Debido a la duración del embarazo relativamente breve (¿acortado?) de nuestra especie, el bebé humano es el único de todos los mamíferos que nace antes de que la construcción de su cerebro haya terminado. Por supuesto, ya hubo una primera fase muy activa de construcción cerebral y de sinapto-génesis2 que le permite, como ya hemos dicho, implementar de manera secuencial sus diferentes aparatos sensoriales (primero el tacto, luego el olfato, luego el gusto, luego la audición y finalmente la visión), pero la segunda gran fase de la organización cerebral tendrá lugar después del nacimiento, y se extenderá incluso durante los tres o cuatro primeros años de vida.

En otras palabras, la mayor parte de la construcción del cerebro humano se realiza «al aire libre», después de la salida del bebé del cuerpo de la madre, a diferencia de los bebés de otras especies de mamíferos que nacen con un cerebro, por así decirlo, terminado y de entrada operativo de manera bastante autónoma. Esto tiene consecuencias. En efecto, no disponemos de muchos más genes que algunos animales bastante primitivos como la mosca, por ejemplo, ¡unos 35.000 genes! La gran diferencia entre la mosca y nosotros, seres humanos, es que la mosca no es más que el producto de sus 35.000 genes, mientras que nosotros somos el producto de nuestros 35.000 genes, pero también de lo que hoy llamamos epigénesis, es decir todos los mecanismos que gobiernan la expresión de nuestro genoma. Nuestro genoma es lo que es y, por ahora, antes de la era de las futuras terapias génicas, no podemos modificarlo. En cambio, nuestro entorno parece susceptible de influir en la expresión de nuestro genoma, es decir, activar o, por el contrario, inhibir la actividad de ciertos genes o partes de nuestros cromosomas. Más allá del hecho de que los mecanismos íntimos de esta regulación puedan pasar en parte por procesos de metilación3, y cuya exploración recién está empezando, es muy posible pensar que esta influencia de nuestro entorno sobre la expresión de nuestros genes es cuantitativamente más importante que la actividad de los mismos genes.

Se imponen entonces dos observaciones: por una parte, como la construcción del cerebro humano se termina de realizar en contacto con el entorno postnatal, la epigénesis cerebral hace que cada bebé humano organice su arquitectura cerebral de manera diferente y específica, ya que cada bebé nace en un entorno particular; y, por otra parte, cuando hablamos de «medio ambiente», es necesario entender este término en el sentido más amplio, sea biológico, alimentario, ecológico, sociocultural y relacional.

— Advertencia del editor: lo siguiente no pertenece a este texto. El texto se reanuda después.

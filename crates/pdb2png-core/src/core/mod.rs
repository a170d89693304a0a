//! # Core Module
//!
//! Stateless models shared by the engine layer and the command-line front end.
//!
//! - **Colors** ([`color`]) - RGB triples, palettes and the named-or-palette [`color::ColorSpec`]
//! - **Selections** ([`selection`]) - Typed atom selections rendered to the engine's syntax
//! - **Styles** ([`style`]) - Setting values, ordered style settings and the preset registry
//!
//! Nothing in here talks to the rendering engine.

pub mod color;
pub mod selection;
pub mod style;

La epigénesis cerebral, con su corolario obligado que es el de «plasticidad neuronal» (F. Ansermet y P. Magistretti, 2004), es la clave que nos permite empezar a comprender mejor el origen de la asombrosa diversidad que reina en el seno de la especie humana, sin duda mucho menos prisionera de su genoma que lo es la ameba o los organismos pauci-celulares, por ejemplo (F. Jacob, 1970).

El estudio de la epigénesis en general, y de la epigénesis cerebral en particular, abrirá sin ninguna duda, una nueva página de la biología humana, ya que al iluminarnos sobre los vínculos dialécticos que probablemente existen entre el genoma y el medio ambiente, o bien entre la naturaleza y la cultura, sin duda será capaz de mostrarnos hasta qué punto el desarrollo del ser humano, más que cualquier otro, se juega a la interfaz de los factores endógenos y los factores exógenos, lo que volveremos a ver al referirnos al modelo multifactorial del autismo (ver tercera parte, capítulo 3). Todo esto abre las puertas a la importante cuestión de la libertad del desarrollo que es, en parte, la nuestra.